Let’s start with that most unfavourite of all pre-Pesach tasks – spring cleaning. You will be happy to learn that even the Kotel gets a thorough cleaning in time for the festival, with the thousands of notes removed for respectful burial:
Workers cleared the Western Wall of thousands of notes Wednesday afternoon ahead of the Jewish holiday of Passover. Led by Rabbi Shmuel Rabinowitz, the Western Wall’s rabbi, the crew painstakingly dug the scraps of paper from the Wall’s crevices before burying the notes in a ceremony.
The notes contain prayers addressed to God from Israelis, visitors, and worshipers worldwide who send their requests from abroad.
Let’s move on to some Pesach fun (h/t Reality) with a cute medley of Pesach songs accompanied by some great dance moves:
From one kind of fun to another, besides the 4 cups of wine that we drink at the Seder, here are ten Passover cocktails to match each one of the 10 plagues.

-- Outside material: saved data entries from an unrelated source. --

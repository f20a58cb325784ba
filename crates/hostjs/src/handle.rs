//! Handle store
//!
//! Maps sequential integer IDs to host values so that native code, which
//! can only carry an integer (a function's `magic`, an instance's opaque
//! word), can refer to them. One store exists per context and is cleared
//! when the context closes.

use crate::error::{Error, Result};
use dashmap::DashMap;
use std::fmt;
use std::sync::atomic::{AtomicU32, Ordering};

/// Identifier of a handle store entry.
///
/// Always positive; `0` is reserved as the invalid ID.
#[derive(Debug, Clone, Copy, PartialEq, Eq, Hash, PartialOrd, Ord)]
pub struct HandleId(i32);

impl HandleId {
    /// Reserved "no handle" ID.
    pub const INVALID: HandleId = HandleId(0);

    /// Largest ID a store will hand out.
    pub const MAX: HandleId = HandleId(i32::MAX);

    /// Rebuild a handle ID from its raw value (e.g. a function's magic).
    pub fn from_i32(raw: i32) -> Self {
        HandleId(raw)
    }

    /// Rebuild a handle ID from an opaque word.
    pub fn from_word(word: usize) -> Self {
        HandleId(i32::try_from(word).unwrap_or(0))
    }

    pub fn as_i32(&self) -> i32 {
        self.0
    }

    /// Encode as an opaque word.
    pub fn as_word(&self) -> usize {
        self.0.max(0) as usize
    }

    pub fn is_valid(&self) -> bool {
        self.0 > 0
    }
}

impl fmt::Display for HandleId {
    fn fmt(&self, f: &mut fmt::Formatter<'_>) -> fmt::Result {
        write!(f, "{}", self.0)
    }
}

/// Concurrent registry of host values keyed by [`HandleId`].
pub struct HandleStore<T> {
    /// Map of handle ID to stored value
    entries: DashMap<HandleId, T>,

    /// Next ID to hand out
    next: AtomicU32,
}

impl<T> HandleStore<T> {
    /// Create an empty store whose first ID is 1.
    pub fn new() -> Self {
        Self::starting_at(1)
    }

    /// Create an empty store whose first ID is `next`.
    ///
    /// Values below 1 are raised to 1.
    pub fn starting_at(next: i32) -> Self {
        Self {
            entries: DashMap::new(),
            next: AtomicU32::new(next.max(1) as u32),
        }
    }

    /// Store a value and return its new ID.
    ///
    /// # Panics
    ///
    /// Panics when the ID space is exhausted. IDs are never reused, so
    /// wrapping around would alias live entries.
    pub fn store(&self, value: T) -> HandleId {
        match self.try_store(value) {
            Ok(id) => id,
            Err(err) => panic!("{}", err),
        }
    }

    /// Store a value, failing instead of panicking when the ID space is
    /// exhausted.
    pub fn try_store(&self, value: T) -> Result<HandleId> {
        let max = HandleId::MAX.0 as u32;
        let raw = self
            .next
            .fetch_update(Ordering::SeqCst, Ordering::SeqCst, |next| {
                (next != 0 && next <= max).then(|| next + 1)
            })
            .map_err(|_| Error::HandleOverflow { max: HandleId::MAX.0 })?;

        let id = HandleId(raw as i32);
        self.entries.insert(id, value);
        log::trace!("handle {} stored", id);
        Ok(id)
    }

    /// Run `f` on the value stored under `id`.
    pub fn with<R>(&self, id: HandleId, f: impl FnOnce(&T) -> R) -> Option<R> {
        self.entries.get(&id).map(|entry| f(entry.value()))
    }

    pub fn contains(&self, id: HandleId) -> bool {
        self.entries.contains_key(&id)
    }

    /// Remove an entry; returns whether it existed.
    pub fn delete(&self, id: HandleId) -> bool {
        let removed = self.entries.remove(&id).is_some();
        if removed {
            log::trace!("handle {} deleted", id);
        }
        removed
    }

    /// Remove an entry and return its value.
    pub fn take(&self, id: HandleId) -> Option<T> {
        self.entries.remove(&id).map(|(_, value)| value)
    }

    /// Swap the value of a live entry, returning the old value.
    ///
    /// Absent IDs are left absent.
    pub fn replace(&self, id: HandleId, value: T) -> Option<T> {
        self.entries
            .get_mut(&id)
            .map(|mut entry| std::mem::replace(entry.value_mut(), value))
    }

    /// Remove every entry.
    ///
    /// The ID counter is not reset, so IDs handed out before the clear are
    /// never reused.
    pub fn clear(&self) {
        self.entries.clear();
    }

    /// Number of live entries.
    pub fn count(&self) -> usize {
        self.entries.len()
    }

    pub fn is_empty(&self) -> bool {
        self.entries.is_empty()
    }

    /// Sorted snapshot of the live IDs.
    pub fn ids(&self) -> Vec<HandleId> {
        let mut ids: Vec<_> = self.entries.iter().map(|entry| *entry.key()).collect();
        ids.sort_unstable();
        ids
    }
}

impl<T: Clone> HandleStore<T> {
    /// Get a clone of the value stored under `id`.
    pub fn load(&self, id: HandleId) -> Option<T> {
        self.with(id, T::clone)
    }
}

impl<T> Default for HandleStore<T> {
    fn default() -> Self {
        Self::new()
    }
}

impl<T> fmt::Debug for HandleStore<T> {
    fn fmt(&self, f: &mut fmt::Formatter<'_>) -> fmt::Result {
        f.debug_struct("HandleStore")
            .field("count", &self.count())
            .field("next", &self.next.load(Ordering::Relaxed))
            .finish()
    }
}

#[cfg(test)]
mod tests {
    use super::*;

    #[test]
    fn test_store_creation() {
        let store: HandleStore<String> = HandleStore::new();
        assert_eq!(store.count(), 0);
        assert!(store.is_empty());
    }

    #[test]
    fn test_ids_sequential_from_one() {
        let store = HandleStore::new();
        let a = store.store("a");
        let b = store.store("b");
        assert_eq!(a.as_i32(), 1);
        assert_eq!(b.as_i32(), 2);
        assert_eq!(store.ids(), vec![a, b]);
    }

    #[test]
    fn test_load_delete() {
        let store = HandleStore::new();
        let id = store.store(42u64);
        assert_eq!(store.load(id), Some(42));
        assert!(store.delete(id));
        assert_eq!(store.load(id), None);
        assert!(!store.delete(id));
        assert!(!store.delete(HandleId::INVALID));
    }

    #[test]
    fn test_replace_and_take() {
        let store = HandleStore::new();
        let id = store.store(1);
        assert_eq!(store.replace(id, 2), Some(1));
        assert_eq!(store.load(id), Some(2));
        assert_eq!(store.take(id), Some(2));
        assert_eq!(store.replace(id, 3), None);
        assert!(!store.contains(id));
    }

    #[test]
    fn test_clear_does_not_reuse_ids() {
        let store = HandleStore::new();
        let first = store.store(());
        store.clear();
        assert_eq!(store.count(), 0);
        let second = store.store(());
        assert!(second > first);
    }

    #[test]
    fn test_overflow_fails_fast() {
        let store = HandleStore::starting_at(i32::MAX - 1);
        assert_eq!(store.store(1).as_i32(), i32::MAX - 1);
        assert_eq!(store.store(2).as_i32(), i32::MAX);
        assert_eq!(
            store.try_store(3),
            Err(Error::HandleOverflow { max: i32::MAX })
        );
        // A failed store does not advance the counter or insert anything
        assert_eq!(store.count(), 2);
        assert!(store.try_store(4).is_err());
    }

    #[test]
    #[should_panic(expected = "handle store exhausted")]
    fn test_store_panics_on_overflow() {
        let store = HandleStore::starting_at(i32::MAX);
        store.store(1);
        store.store(2);
    }

    #[test]
    fn test_word_round_trip() {
        let id = HandleId::from_i32(17);
        assert_eq!(HandleId::from_word(id.as_word()), id);
        assert!(!HandleId::from_word(usize::MAX).is_valid());
    }
}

First there is a summary of the halachic dietary requirements for Pesach, and the options for swapping one kind of (non-Pesach) alcohol for a permitted kind. And then we get to the most important bit: (Note: I take no responsibility for the kashrut of the following cocktails. This is up to the readers – or drinkers – themselves). Here’s one sampling:
Plague 1: Blood
Cocktail: Red Nile
The original eye-opener. Great way to start the plagues, perfect for weekend brunch of fresh fruit, coffee, matzoh brie, and Sephardic dried-fruit-and-cumin haroseth.
2 oz potato vodka
4 oz tomato juice
1/2 oz lemon juice
1 oz Arak
1 tsp white horseradish
6 drops Texas Pete
3 drops Fee Brothers Old Fashioned Cocktail Bitters (no corn syrup)
Carrot stick for garnish
Directions: Fill a burgundy glass with ice. Combine ingredients in dry shaker. Shake until well-mixed, then pour into ice-filled glass. Garnish with 6-inch carrot stick.
Go to the link to get the recipes for the next nine. Le’chaim! 🍷 🍾
And to conclude, here is one very heartwarming piece of real news: the birth of quadruplets in Shaare Zedek Hospital last month:
A set of healthy quadruplets was born at the Shaarei Tzedek medical center from a spontaneous pregnancy. The quads were born during the Purim festival after they had undergone a long journey, as they travelled from Mexico to Israel in their mother’s womb.
The 24-year-old couple married about two years ago and decided to move to the husband’s birthplace in Mexico. The couple did not immediately succeed in getting pregnant but now have four healthy children.
The babies, two boys and two girls, were born by caesarean delivery in the 33rd week of pregnancy and weighed 1.5 kg on average.
“Cases of spontaneous birth of quadruplets are very rare,” said Professor Arnon Samuelov, the head of the maternity department in Shaarei Tzedek and the doctor who performed the operation. “Even in extra-uterine pregnancies such births are uncommon.”
The happy mother described her shock at hearing about the unusual pregnancy: “In the two years that we did not succeed in getting pregnant I felt that we should go back to the land of Israel and the moment I found that I had a multiple pregnancy I knew it was time to return. I am grateful that we have come back and that the children were born in Israel.”
Multiple births are not unknown to the family as the grandmother of the babies had herself given birth to triplets, but the couple still cannot believe that after the two-year wait they have four healthy children.
What a marvellous story! It brings to mind the womenfolk of the Children of Israel in Egypt who, it is said, gave birth to 6 children at one go. Heartiest mazal tov to the happy (if shocked) parents, and how wonderful that they came to Israel to give birth. May the parents enjoy גידול קל (an easy upbringing) and may the children bring nachat and joy to the entire family.
And now – back to the kitchen for last minute preparations.
I wish you all Shabbat Shalom. May this Shabbat Hagadol usher in the true Geulah (redemption).